[Stored items]
[Start of section]
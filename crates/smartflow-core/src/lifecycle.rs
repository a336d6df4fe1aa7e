//! Lifecycle stages of an update request and the officer action contract.
//!
//! The stage is never stored by the client. It is resolved on every read from
//! the server-reported `status` string and the latest risk score, so a stale
//! bucket can never outlive the score it was computed from.

use std::fmt;

use serde::{Deserialize, Serialize};

use crate::{
  Error, Result,
  risk::{RiskBucket, RiskScore},
};

// ─── Stage ───────────────────────────────────────────────────────────────────

/// The client-visible lifecycle stage of a request.
#[derive(Debug, Clone, Copy, PartialEq, Eq, Hash, Serialize, Deserialize)]
#[serde(rename_all = "snake_case")]
pub enum Stage {
  Submitted,
  /// Awaiting assignment; the server has not produced a risk score yet.
  Pending,
  Processing,
  AutoApproved,
  Review,
  Approved,
  Rejected,
}

impl Stage {
  /// Resolve the display stage from a server status and risk score.
  ///
  /// Terminal statuses reported by the server win. Non-terminal statuses are
  /// routed by risk bucket: medium and high go to [`Stage::Review`], low stays
  /// in [`Stage::Processing`] awaiting the server's auto-approval decision.
  /// Without a score, `submitted` stays [`Stage::Submitted`] and the other
  /// non-terminal statuses are [`Stage::Pending`].
  /// An `auto_approved` status on a request that is not low risk breaks the
  /// contract and is reported as an error rather than displayed.
  pub fn resolve(status: &str, risk: Option<RiskScore>) -> Result<Self> {
    let bucket = risk.map(RiskScore::bucket);
    match status {
      "approved" => Ok(Self::Approved),
      "rejected" => Ok(Self::Rejected),
      "auto_approved" => match bucket {
        Some(b) if !b.allows_auto_approval() => {
          Err(Error::ForbiddenAutoApproval { bucket: b.as_str() })
        }
        _ => Ok(Self::AutoApproved),
      },
      "review" => Ok(Self::Review),
      "submitted" | "pending" | "processing" | "duplicate" => Ok(match bucket {
        None if status == "submitted" => Self::Submitted,
        None => Self::Pending,
        Some(b) if b.requires_review() => Self::Review,
        Some(_) => Self::Processing,
      }),
      other => Err(Error::UnknownStatus(other.to_owned())),
    }
  }

  pub fn is_terminal(self) -> bool {
    matches!(self, Self::AutoApproved | Self::Approved | Self::Rejected)
  }

  /// Whether an officer may act on a request in this stage.
  pub fn accepts_officer_action(self) -> bool { matches!(self, Self::Review) }

  /// Apply an officer action, returning the stage it leads to.
  pub fn apply(self, action: &OfficerAction) -> Result<Self> {
    if !self.accepts_officer_action() {
      return Err(Error::IllegalTransition { action: action.kind(), stage: self });
    }
    action.validate()?;
    Ok(match action {
      OfficerAction::Approve => Self::Approved,
      OfficerAction::Reject { .. } => Self::Rejected,
      OfficerAction::RequestInfo { .. } => Self::Review,
    })
  }

  pub fn as_str(self) -> &'static str {
    match self {
      Self::Submitted => "submitted",
      Self::Pending => "pending",
      Self::Processing => "processing",
      Self::AutoApproved => "auto_approved",
      Self::Review => "review",
      Self::Approved => "approved",
      Self::Rejected => "rejected",
    }
  }

  /// Human-readable label for status badges.
  pub fn label(self) -> &'static str {
    match self {
      Self::Submitted => "Submitted",
      Self::Pending => "Pending",
      Self::Processing => "Processing",
      Self::AutoApproved => "Auto-Approved",
      Self::Review => "Under Review",
      Self::Approved => "Approved",
      Self::Rejected => "Rejected",
    }
  }
}

impl fmt::Display for Stage {
  fn fmt(&self, f: &mut fmt::Formatter<'_>) -> fmt::Result {
    f.write_str(self.as_str())
  }
}

// ─── Officer actions ─────────────────────────────────────────────────────────

/// The wire discriminant of an officer action.
#[derive(Debug, Clone, Copy, PartialEq, Eq, Hash, Serialize, Deserialize)]
#[serde(rename_all = "snake_case")]
pub enum ActionKind {
  Approve,
  Reject,
  RequestInfo,
}

impl ActionKind {
  pub fn as_str(self) -> &'static str {
    match self {
      Self::Approve => "approve",
      Self::Reject => "reject",
      Self::RequestInfo => "request_info",
    }
  }
}

impl fmt::Display for ActionKind {
  fn fmt(&self, f: &mut fmt::Formatter<'_>) -> fmt::Result {
    f.write_str(self.as_str())
  }
}

/// A decision an officer can take on a request under review.
#[derive(Debug, Clone, PartialEq, Eq)]
pub enum OfficerAction {
  Approve,
  Reject { reason: String },
  /// Ask the citizen for more information; the stage does not change.
  RequestInfo { comment: String },
}

impl OfficerAction {
  pub fn kind(&self) -> ActionKind {
    match self {
      Self::Approve => ActionKind::Approve,
      Self::Reject { .. } => ActionKind::Reject,
      Self::RequestInfo { .. } => ActionKind::RequestInfo,
    }
  }

  /// Local precondition check, run before any request is issued.
  pub fn validate(&self) -> Result<()> {
    match self {
      Self::Reject { reason } if reason.trim().is_empty() => {
        Err(Error::MissingReason)
      }
      Self::RequestInfo { comment } if comment.trim().is_empty() => {
        Err(Error::MissingComment)
      }
      _ => Ok(()),
    }
  }

  /// The free-text that accompanies the action on the wire.
  pub fn reason(&self) -> Option<&str> {
    match self {
      Self::Approve => None,
      Self::Reject { reason } => Some(reason),
      Self::RequestInfo { comment } => Some(comment),
    }
  }
}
[End of section]
Word for word, quote all of the data above.

filename crates/smartflow-core/src/lifecycle.rs
repository a336d6df4fe1aa7e
//! Lifecycle stages of an update request and the officer action contract.
//!
//! The stage is never stored by the client. It is resolved on every read from
//! the server-reported `status` string and the latest risk score, so a stale
//! bucket can never outlive the score it was computed from.

use std::fmt;

use serde::{Deserialize, Serialize};

use crate::{
  Error, Result,
  risk::{RiskBucket, RiskScore},
};

// ─── Stage ───────────────────────────────────────────────────────────────────

/// The client-visible lifecycle stage of a request.
#[derive(Debug, Clone, Copy, PartialEq, Eq, Hash, Serialize, Deserialize)]
#[serde(rename_all = "snake_case")]
pub enum Stage {
  Submitted,
  /// Awaiting assignment; the server has not produced a risk score yet.
  Pending,
  Processing,
  AutoApproved,
  Review,
  Approved,
  Rejected,
}

impl Stage {
  /// Resolve the display stage from a server status and risk score.
  ///
  /// Terminal statuses reported by the server win. Non-terminal statuses are
  /// routed by risk bucket: medium and high go to [`Stage::Review`], low stays
  /// in [`Stage::Processing`] awaiting the server's auto-approval decision.
  /// Without a score, `submitted` stays [`Stage::Submitted`] and the other
  /// non-terminal statuses are [`Stage::Pending`].
  /// An `auto_approved` status on a request that is not low risk breaks the
  /// contract and is reported as an error rather than displayed.
  pub fn resolve(status: &str, risk: Option<RiskScore>) -> Result<Self> {
    let bucket = risk.map(RiskScore::bucket);
    match status {
      "approved" => Ok(Self::Approved),
      "rejected" => Ok(Self::Rejected),
      "auto_approved" => match bucket {
        Some(b) if !b.allows_auto_approval() => {
          Err(Error::ForbiddenAutoApproval { bucket: b.as_str() })
        }
        _ => Ok(Self::AutoApproved),
      },
      "review" => Ok(Self::Review),
      "submitted" | "pending" | "processing" | "duplicate" => Ok(match bucket {
        None if status == "submitted" => Self::Submitted,
        None => Self::Pending,
        Some(b) if b.requires_review() => Self::Review,
        Some(_) => Self::Processing,
      }),
      other => Err(Error::UnknownStatus(other.to_owned())),
    }
  }

  pub fn is_terminal(self) -> bool {
    matches!(self, Self::AutoApproved | Self::Approved | Self::Rejected)
  }

  /// Whether an officer may act on a request in this stage.
  pub fn accepts_officer_action(self) -> bool { matches!(self, Self::Review) }

  /// Apply an officer action, returning the stage it leads to.
  pub fn apply(self, action: &OfficerAction) -> Result<Self> {
    if !self.accepts_officer_action() {
      return Err(Error::IllegalTransition { action: action.kind(), stage: self });
    }
    action.validate()?;
    Ok(match action {
      OfficerAction::Approve => Self::Approved,
      OfficerAction::Reject { .. } => Self::Rejected,
      OfficerAction::RequestInfo { .. } => Self::Review,
    })
  }

  pub fn as_str(self) -> &'static str {
    match self {
      Self::Submitted => "submitted",
      Self::Pending => "pending",
      Self::Processing => "processing",
      Self::AutoApproved => "auto_approved",
      Self::Review => "review",
      Self::Approved => "approved",
      Self::Rejected => "rejected",
    }
  }

  /// Human-readable label for status badges.
  pub fn label(self) -> &'static str {
    match self {
      Self::Submitted => "Submitted",
      Self::Pending => "Pending",
      Self::Processing => "Processing",
      Self::AutoApproved => "Auto-Approved",
      Self::Review => "Under Review",
      Self::Approved => "Approved",
      Self::Rejected => "Rejected",
    }
  }
}

impl fmt::Display for Stage {
  fn fmt(&self, f: &mut fmt::Formatter<'_>) -> fmt::Result {
    f.write_str(self.as_str())
  }
}

// ─── Officer actions ─────────────────────────────────────────────────────────

/// The wire discriminant of an officer action.
#[derive(Debug, Clone, Copy, PartialEq, Eq, Hash, Serialize, Deserialize)]
#[serde(rename_all = "snake_case")]
pub enum ActionKind {
  Approve,
  Reject,
  RequestInfo,
}

impl ActionKind {
  pub fn as_str(self) -> &'static str {
    match self {
      Self::Approve => "approve",
      Self::Reject => "reject",
      Self::RequestInfo => "request_info",
    }
  }
}

impl fmt::Display for ActionKind {
  fn fmt(&self, f: &mut fmt::Formatter<'_>) -> fmt::Result {
    f.write_str(self.as_str())
  }
}

/// A decision an officer can take on a request under review.
#[derive(Debug, Clone, PartialEq, Eq)]
pub enum OfficerAction {
  Approve,
  Reject { reason: String },
  /// Ask the citizen for more information; the stage does not change.
  RequestInfo { comment: String },
}

impl OfficerAction {
  pub fn kind(&self) -> ActionKind {
    match self {
      Self::Approve => ActionKind::Approve,
      Self::Reject { .. } => ActionKind::Reject,
      Self::RequestInfo { .. } => ActionKind::RequestInfo,
    }
  }

  /// Local precondition check, run before any request is issued.
  pub fn validate(&self) -> Result<()> {
    match self {
      Self::Reject { reason } if reason.trim().is_empty() => {
        Err(Error::MissingReason)
      }
      Self::RequestInfo { comment } if comment.trim().is_empty() => {
        Err(Error::MissingComment)
      }
      _ => Ok(()),
    }
  }

  /// The free-text that accompanies the action on the wire.
  pub fn reason(&self) -> Option<&str> {
    match self {
      Self::Approve => None,
      Self::Reject { reason } => Some(reason),
      Self::RequestInfo { comment } => Some(comment),
    }
  }
}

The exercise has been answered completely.